TASK DETAILS :: Produce a copy of every line in the records that holds the string "tracing".

-------- SUPPLIED MATERIAL --------

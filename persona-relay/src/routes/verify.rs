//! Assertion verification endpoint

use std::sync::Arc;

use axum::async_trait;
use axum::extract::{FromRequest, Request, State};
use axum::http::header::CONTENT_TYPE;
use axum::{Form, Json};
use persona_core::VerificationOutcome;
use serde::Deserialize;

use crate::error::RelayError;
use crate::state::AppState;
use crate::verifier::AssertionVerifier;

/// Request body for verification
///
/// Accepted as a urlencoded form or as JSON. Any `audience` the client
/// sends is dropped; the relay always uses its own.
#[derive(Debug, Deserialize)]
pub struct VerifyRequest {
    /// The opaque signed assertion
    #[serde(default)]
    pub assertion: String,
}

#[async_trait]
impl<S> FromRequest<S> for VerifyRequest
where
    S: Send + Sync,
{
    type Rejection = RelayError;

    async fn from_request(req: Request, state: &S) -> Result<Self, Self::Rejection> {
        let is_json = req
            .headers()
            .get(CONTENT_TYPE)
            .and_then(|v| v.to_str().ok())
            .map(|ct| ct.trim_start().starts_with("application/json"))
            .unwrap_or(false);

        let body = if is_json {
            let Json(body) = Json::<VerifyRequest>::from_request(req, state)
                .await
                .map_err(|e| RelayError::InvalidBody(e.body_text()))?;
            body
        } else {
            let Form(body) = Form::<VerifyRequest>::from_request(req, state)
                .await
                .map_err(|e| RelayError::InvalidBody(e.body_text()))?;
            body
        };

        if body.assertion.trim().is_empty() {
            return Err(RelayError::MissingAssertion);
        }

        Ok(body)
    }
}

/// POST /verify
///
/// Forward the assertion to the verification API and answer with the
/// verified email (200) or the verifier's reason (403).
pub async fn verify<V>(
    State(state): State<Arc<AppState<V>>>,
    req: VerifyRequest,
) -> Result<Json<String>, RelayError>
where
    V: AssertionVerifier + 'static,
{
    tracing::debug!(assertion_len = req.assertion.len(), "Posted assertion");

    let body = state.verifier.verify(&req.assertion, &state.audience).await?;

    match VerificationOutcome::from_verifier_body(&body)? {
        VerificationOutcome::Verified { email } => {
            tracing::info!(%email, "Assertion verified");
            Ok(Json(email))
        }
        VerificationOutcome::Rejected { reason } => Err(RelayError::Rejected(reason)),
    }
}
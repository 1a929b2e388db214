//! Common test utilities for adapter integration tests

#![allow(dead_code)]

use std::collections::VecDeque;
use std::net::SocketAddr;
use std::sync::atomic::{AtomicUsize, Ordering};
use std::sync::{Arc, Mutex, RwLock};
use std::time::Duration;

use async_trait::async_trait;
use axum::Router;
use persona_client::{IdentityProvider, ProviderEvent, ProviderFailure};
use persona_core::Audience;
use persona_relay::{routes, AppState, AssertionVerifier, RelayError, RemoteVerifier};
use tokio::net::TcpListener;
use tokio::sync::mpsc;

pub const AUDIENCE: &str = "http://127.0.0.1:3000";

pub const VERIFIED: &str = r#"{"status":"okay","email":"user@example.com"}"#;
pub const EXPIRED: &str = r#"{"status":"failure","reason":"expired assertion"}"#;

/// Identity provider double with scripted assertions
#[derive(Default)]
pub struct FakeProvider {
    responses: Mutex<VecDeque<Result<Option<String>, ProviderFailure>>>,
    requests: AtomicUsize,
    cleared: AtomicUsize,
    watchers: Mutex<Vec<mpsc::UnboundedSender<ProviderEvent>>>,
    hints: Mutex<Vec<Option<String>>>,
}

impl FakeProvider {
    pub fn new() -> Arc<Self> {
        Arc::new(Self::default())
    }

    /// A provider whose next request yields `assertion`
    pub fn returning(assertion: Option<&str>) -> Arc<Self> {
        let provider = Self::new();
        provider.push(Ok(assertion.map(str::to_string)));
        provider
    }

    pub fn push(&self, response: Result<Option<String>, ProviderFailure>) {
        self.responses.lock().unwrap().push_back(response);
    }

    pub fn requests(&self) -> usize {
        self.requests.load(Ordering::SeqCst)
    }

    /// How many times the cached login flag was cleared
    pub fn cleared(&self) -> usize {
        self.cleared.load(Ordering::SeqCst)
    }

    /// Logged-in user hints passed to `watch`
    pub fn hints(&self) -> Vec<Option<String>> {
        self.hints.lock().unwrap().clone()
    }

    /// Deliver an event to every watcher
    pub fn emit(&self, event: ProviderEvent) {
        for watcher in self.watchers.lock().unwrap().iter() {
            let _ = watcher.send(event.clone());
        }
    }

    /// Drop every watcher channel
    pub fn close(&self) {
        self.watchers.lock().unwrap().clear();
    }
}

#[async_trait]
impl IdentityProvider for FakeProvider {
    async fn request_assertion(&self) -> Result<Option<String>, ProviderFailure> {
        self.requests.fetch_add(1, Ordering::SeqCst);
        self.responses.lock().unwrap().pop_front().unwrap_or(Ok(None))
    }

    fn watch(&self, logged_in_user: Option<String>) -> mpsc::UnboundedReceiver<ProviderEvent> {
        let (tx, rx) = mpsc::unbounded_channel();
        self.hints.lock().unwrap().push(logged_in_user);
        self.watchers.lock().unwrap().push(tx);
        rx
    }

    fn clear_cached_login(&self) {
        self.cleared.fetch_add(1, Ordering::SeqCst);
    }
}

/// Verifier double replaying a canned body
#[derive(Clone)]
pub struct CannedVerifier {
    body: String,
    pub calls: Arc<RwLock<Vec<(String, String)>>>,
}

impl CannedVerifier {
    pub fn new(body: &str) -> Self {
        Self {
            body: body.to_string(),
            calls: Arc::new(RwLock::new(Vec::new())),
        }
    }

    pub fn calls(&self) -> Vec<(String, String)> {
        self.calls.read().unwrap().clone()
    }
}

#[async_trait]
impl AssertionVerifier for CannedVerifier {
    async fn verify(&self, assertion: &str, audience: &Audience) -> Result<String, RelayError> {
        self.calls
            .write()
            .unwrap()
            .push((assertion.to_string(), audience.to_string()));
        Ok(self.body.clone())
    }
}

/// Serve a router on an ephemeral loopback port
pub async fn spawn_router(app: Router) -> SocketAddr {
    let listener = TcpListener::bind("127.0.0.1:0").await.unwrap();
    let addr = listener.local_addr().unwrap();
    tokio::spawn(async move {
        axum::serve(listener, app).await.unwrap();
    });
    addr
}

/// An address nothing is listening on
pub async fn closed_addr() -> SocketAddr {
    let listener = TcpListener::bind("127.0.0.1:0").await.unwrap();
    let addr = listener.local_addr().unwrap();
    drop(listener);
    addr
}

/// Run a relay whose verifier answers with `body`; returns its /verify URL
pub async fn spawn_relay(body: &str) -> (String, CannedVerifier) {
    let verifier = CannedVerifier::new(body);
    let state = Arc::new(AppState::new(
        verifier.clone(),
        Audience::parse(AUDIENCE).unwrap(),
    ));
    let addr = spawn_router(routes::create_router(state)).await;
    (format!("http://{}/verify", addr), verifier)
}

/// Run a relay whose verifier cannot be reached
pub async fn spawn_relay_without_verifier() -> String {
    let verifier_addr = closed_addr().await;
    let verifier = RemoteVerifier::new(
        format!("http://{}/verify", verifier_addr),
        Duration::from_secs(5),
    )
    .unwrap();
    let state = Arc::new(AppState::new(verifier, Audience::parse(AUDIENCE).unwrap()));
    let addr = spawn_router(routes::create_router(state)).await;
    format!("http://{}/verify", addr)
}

--------
-------- SUPPLIED MATERIAL --------

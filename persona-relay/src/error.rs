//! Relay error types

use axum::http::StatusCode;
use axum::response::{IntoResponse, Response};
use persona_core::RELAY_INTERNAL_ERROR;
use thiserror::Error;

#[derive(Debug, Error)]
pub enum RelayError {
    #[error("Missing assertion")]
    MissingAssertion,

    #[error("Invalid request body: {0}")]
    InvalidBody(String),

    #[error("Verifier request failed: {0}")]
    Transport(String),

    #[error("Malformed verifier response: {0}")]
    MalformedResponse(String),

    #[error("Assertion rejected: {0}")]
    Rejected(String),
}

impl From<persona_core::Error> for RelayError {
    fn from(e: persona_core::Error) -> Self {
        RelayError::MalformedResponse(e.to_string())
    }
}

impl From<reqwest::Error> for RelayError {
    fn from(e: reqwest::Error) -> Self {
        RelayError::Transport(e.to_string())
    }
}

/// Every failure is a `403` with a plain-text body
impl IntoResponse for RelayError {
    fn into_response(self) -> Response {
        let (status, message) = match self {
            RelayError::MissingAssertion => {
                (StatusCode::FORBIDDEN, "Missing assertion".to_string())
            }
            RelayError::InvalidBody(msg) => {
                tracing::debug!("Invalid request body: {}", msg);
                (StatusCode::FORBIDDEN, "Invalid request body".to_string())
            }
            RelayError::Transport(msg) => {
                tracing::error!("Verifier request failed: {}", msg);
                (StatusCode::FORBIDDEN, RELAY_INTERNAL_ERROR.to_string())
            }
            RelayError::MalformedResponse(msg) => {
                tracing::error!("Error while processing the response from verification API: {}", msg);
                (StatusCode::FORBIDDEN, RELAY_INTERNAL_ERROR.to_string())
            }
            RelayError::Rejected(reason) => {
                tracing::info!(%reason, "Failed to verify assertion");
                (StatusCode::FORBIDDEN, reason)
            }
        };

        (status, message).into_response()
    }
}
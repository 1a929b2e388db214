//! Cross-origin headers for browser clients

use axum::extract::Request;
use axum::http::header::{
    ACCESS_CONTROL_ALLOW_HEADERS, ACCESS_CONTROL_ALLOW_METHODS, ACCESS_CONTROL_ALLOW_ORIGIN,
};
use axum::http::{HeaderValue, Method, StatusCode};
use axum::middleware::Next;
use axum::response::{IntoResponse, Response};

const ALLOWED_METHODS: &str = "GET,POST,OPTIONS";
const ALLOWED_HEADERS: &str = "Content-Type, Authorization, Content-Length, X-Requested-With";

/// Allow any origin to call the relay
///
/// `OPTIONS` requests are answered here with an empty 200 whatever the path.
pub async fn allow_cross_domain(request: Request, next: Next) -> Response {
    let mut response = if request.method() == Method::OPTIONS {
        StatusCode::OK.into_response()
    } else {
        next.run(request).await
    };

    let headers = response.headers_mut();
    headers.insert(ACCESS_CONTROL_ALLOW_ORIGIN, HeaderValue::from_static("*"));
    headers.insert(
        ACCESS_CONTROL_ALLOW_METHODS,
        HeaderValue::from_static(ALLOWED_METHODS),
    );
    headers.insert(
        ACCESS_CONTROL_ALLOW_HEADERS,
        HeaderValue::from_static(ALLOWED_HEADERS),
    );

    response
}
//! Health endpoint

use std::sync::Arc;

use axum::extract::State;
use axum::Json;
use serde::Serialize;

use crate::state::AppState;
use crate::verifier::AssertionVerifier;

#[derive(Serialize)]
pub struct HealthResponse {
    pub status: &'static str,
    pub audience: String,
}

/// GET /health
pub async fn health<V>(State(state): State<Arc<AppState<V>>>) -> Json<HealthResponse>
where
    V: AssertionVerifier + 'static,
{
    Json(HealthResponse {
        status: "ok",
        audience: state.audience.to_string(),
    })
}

--------

EXERCISE OUTPUT ::
    tracing::debug!(assertion_len = req.assertion.len(), "Posted assertion");
            tracing::info!(%email, "Assertion verified");
                tracing::debug!("Invalid request body: {}", msg);
                tracing::error!("Verifier request failed: {}", msg);
                tracing::error!("Error while processing the response from verification API: {}", msg);
                tracing::info!(%reason, "Failed to verify assertion");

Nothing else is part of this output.